Chris Clay, DAV General Counsel, reports in the July/August 2016 DAV Magazine:
Since 2010, the VA has recognized the challenges veterans face in proving that certain disabilities result from herbicide (Agent Orange) exposure during the Vietnam era. To assist these veterans, the VA created special rules and presumptions for Agent Orange claims. Veterans exposed at certain bases in Thailand have benefited from these rules.
Last year, without warning or explanation, VA effectively eliminated this assistance for countless veterans who may have been exposed to Agent Orange in Thailand. It did so by inserting a change into its Adjudication Manual, a lesser-known publication that is not monitored as carefully as statutes and regulations.
DAV was not asleep at the switch. With outstanding assistance from attorney Zach Stolz, of Rhode Island-based Chisholm Chisholm & Kilpatrick LTD, DAV quickly filed a complaint in federal court in Washington, D.C. The law requires that veterans get notice of significant changes to regulations. That’s just common sense. This was a big change, potentially affecting many thousands of veterans, and it took place with no fanfare and no opportunity for objection.
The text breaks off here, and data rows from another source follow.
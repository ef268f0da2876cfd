//! In-process transfer progress fan-out.
//!
//! The transport reports transfer lifecycle through `report_*`; every cell
//! watching that cache name receives a tagged [`FeedEvent`] on the channel
//! handed out at construction. Events carry the watcher's tag so a recycled
//! cell can drop updates addressed to its previous binding.

use std::sync::Arc;

use dashmap::DashMap;
use tokio::sync::mpsc;

use crate::cell::{DownloadFeed, ObserverTag};
use crate::types::attachment::Attachment;

#[derive(Debug, Clone, PartialEq)]
pub enum FeedEventKind {
    Progress(f32),
    Completed,
    Failed,
}

#[derive(Debug, Clone, PartialEq)]
pub struct FeedEvent {
    pub tag: ObserverTag,
    pub name: String,
    pub kind: FeedEventKind,
}

#[derive(Debug, Default)]
struct Transfer {
    progress: f32,
    active: bool,
    watchers: Vec<ObserverTag>,
}

pub struct TransferFeed {
    transfers: DashMap<String, Transfer>,
    events: mpsc::UnboundedSender<FeedEvent>,
}

impl TransferFeed {
    pub fn new() -> (Arc<Self>, mpsc::UnboundedReceiver<FeedEvent>) {
        let (events, receiver) = mpsc::unbounded_channel();
        (
            Arc::new(Self {
                transfers: DashMap::new(),
                events,
            }),
            receiver,
        )
    }

    pub fn report_progress(&self, name: &str, progress: f32) {
        let watchers = {
            let Some(mut transfer) = self.transfers.get_mut(name) else {
                return;
            };
            transfer.progress = progress;
            transfer.active = true;
            transfer.watchers.clone()
        };
        self.emit(&watchers, name, FeedEventKind::Progress(progress));
    }

    /// Transfer finished and the file is in the cache; the entry is gone
    /// afterwards.
    pub fn report_completed(&self, name: &str) {
        let Some((_, transfer)) = self.transfers.remove(name) else {
            return;
        };
        self.emit(&transfer.watchers, name, FeedEventKind::Completed);
    }

    /// Transfer failed; watchers stay registered so a retry reuses them.
    pub fn report_failed(&self, name: &str) {
        let watchers = {
            let Some(mut transfer) = self.transfers.get_mut(name) else {
                return;
            };
            transfer.active = false;
            transfer.progress = 0.0;
            transfer.watchers.clone()
        };
        self.emit(&watchers, name, FeedEventKind::Failed);
    }

    fn emit(&self, watchers: &[ObserverTag], name: &str, kind: FeedEventKind) {
        for &tag in watchers {
            // receiver gone means shutdown; nothing left to notify
            let _ = self.events.send(FeedEvent {
                tag,
                name: name.to_string(),
                kind: kind.clone(),
            });
        }
    }
}

impl DownloadFeed for TransferFeed {
    fn request(&self, name: &str, _attachment: &Attachment) {
        let mut transfer = self.transfers.entry(name.to_string()).or_default();
        transfer.active = true;
        transfer.progress = 0.0;
    }

    fn cancel(&self, name: &str) {
        if let Some(mut transfer) = self.transfers.get_mut(name) {
            transfer.active = false;
            transfer.progress = 0.0;
        }
    }

    fn is_active(&self, name: &str) -> bool {
        self.transfers
            .get(name)
            .map(|t| t.active)
            .unwrap_or(false)
    }

    fn progress_of(&self, name: &str) -> Option<f32> {
        self.transfers
            .get(name)
            .filter(|t| t.active)
            .map(|t| t.progress)
    }

    fn watch(&self, name: &str, tag: ObserverTag) {
        let mut transfer = self.transfers.entry(name.to_string()).or_default();
        if !transfer.watchers.contains(&tag) {
            transfer.watchers.push(tag);
        }
    }

    fn unwatch(&self, tag: ObserverTag) {
        for mut entry in self.transfers.iter_mut() {
            entry.watchers.retain(|&t| t != tag);
        }
        self.transfers
            .retain(|_, t| t.active || !t.watchers.is_empty());
    }
}

#[cfg(test)]
mod tests {
    use super::*;

    fn attachment() -> Attachment {
        Attachment::Audio(crate::types::attachment::Audio {
            dc_id: 1,
            id: 2,
            byte_size: 3,
            duration: 4,
        })
    }

    #[test]
    fn test_progress_reaches_every_watcher() {
        let (feed, mut events) = TransferFeed::new();
        feed.request("a.m4a", &attachment());
        feed.watch("a.m4a", 11);
        feed.watch("a.m4a", 12);

        feed.report_progress("a.m4a", 0.25);
        let first = events.try_recv().unwrap();
        let second = events.try_recv().unwrap();
        assert_eq!(first.kind, FeedEventKind::Progress(0.25));
        assert_eq!(
            {
                let mut tags = vec![first.tag, second.tag];
                tags.sort();
                tags
            },
            vec![11, 12]
        );
        assert!(events.try_recv().is_err());
    }

    #[test]
    fn test_completed_drops_the_transfer() {
        let (feed, mut events) = TransferFeed::new();
        feed.request("a.m4a", &attachment());
        feed.watch("a.m4a", 7);

        feed.report_completed("a.m4a");
        assert_eq!(events.try_recv().unwrap().kind, FeedEventKind::Completed);
        assert!(!feed.is_active("a.m4a"));
        assert_eq!(feed.progress_of("a.m4a"), None);
    }

    #[test]
    fn test_failed_deactivates_but_keeps_watchers() {
        let (feed, mut events) = TransferFeed::new();
        feed.request("a.m4a", &attachment());
        feed.watch("a.m4a", 7);

        feed.report_failed("a.m4a");
        assert_eq!(events.try_recv().unwrap().kind, FeedEventKind::Failed);
        assert!(!feed.is_active("a.m4a"));

        // retry notifies the same watcher without re-watching
        feed.request("a.m4a", &attachment());
        feed.report_progress("a.m4a", 0.5);
        assert_eq!(events.try_recv().unwrap().tag, 7);
    }

    #[test]
    fn test_cancel_stops_activity() {
        let (feed, _events) = TransferFeed::new();
        feed.request("a.m4a", &attachment());
        assert!(feed.is_active("a.m4a"));
        feed.cancel("a.m4a");
        assert!(!feed.is_active("a.m4a"));
        assert_eq!(feed.progress_of("a.m4a"), None);
    }

    #[test]
    fn test_unwatch_removes_only_that_tag() {
        let (feed, mut events) = TransferFeed::new();
        feed.request("a.m4a", &attachment());
        feed.watch("a.m4a", 1);
        feed.watch("a.m4a", 2);
        feed.unwatch(1);

        feed.report_progress("a.m4a", 0.9);
        assert_eq!(events.try_recv().unwrap().tag, 2);
        assert!(events.try_recv().is_err());
    }

    #[test]
    fn test_watch_is_idempotent() {
        let (feed, mut events) = TransferFeed::new();
        feed.request("a.m4a", &attachment());
        feed.watch("a.m4a", 5);
        feed.watch("a.m4a", 5);

        feed.report_progress("a.m4a", 0.1);
        assert!(events.try_recv().is_ok());
        assert!(events.try_recv().is_err());
    }
}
To its credit, the VA responded quickly with an offer to restore the status quo. The affected Thailand veterans once again will enjoy the advantages of an easier path in proving their claims. “DAV is there to help veterans, one by one or by the thousands,” said National Adjutant Marc Burgess. “It doesn’t matter who, what, where or when. Disabled veterans and their families are our only priority.” DAV is grateful to Stolz for his fine work and to the VA for recognizing an error and setting things right. That is the way the “system” is supposed to work.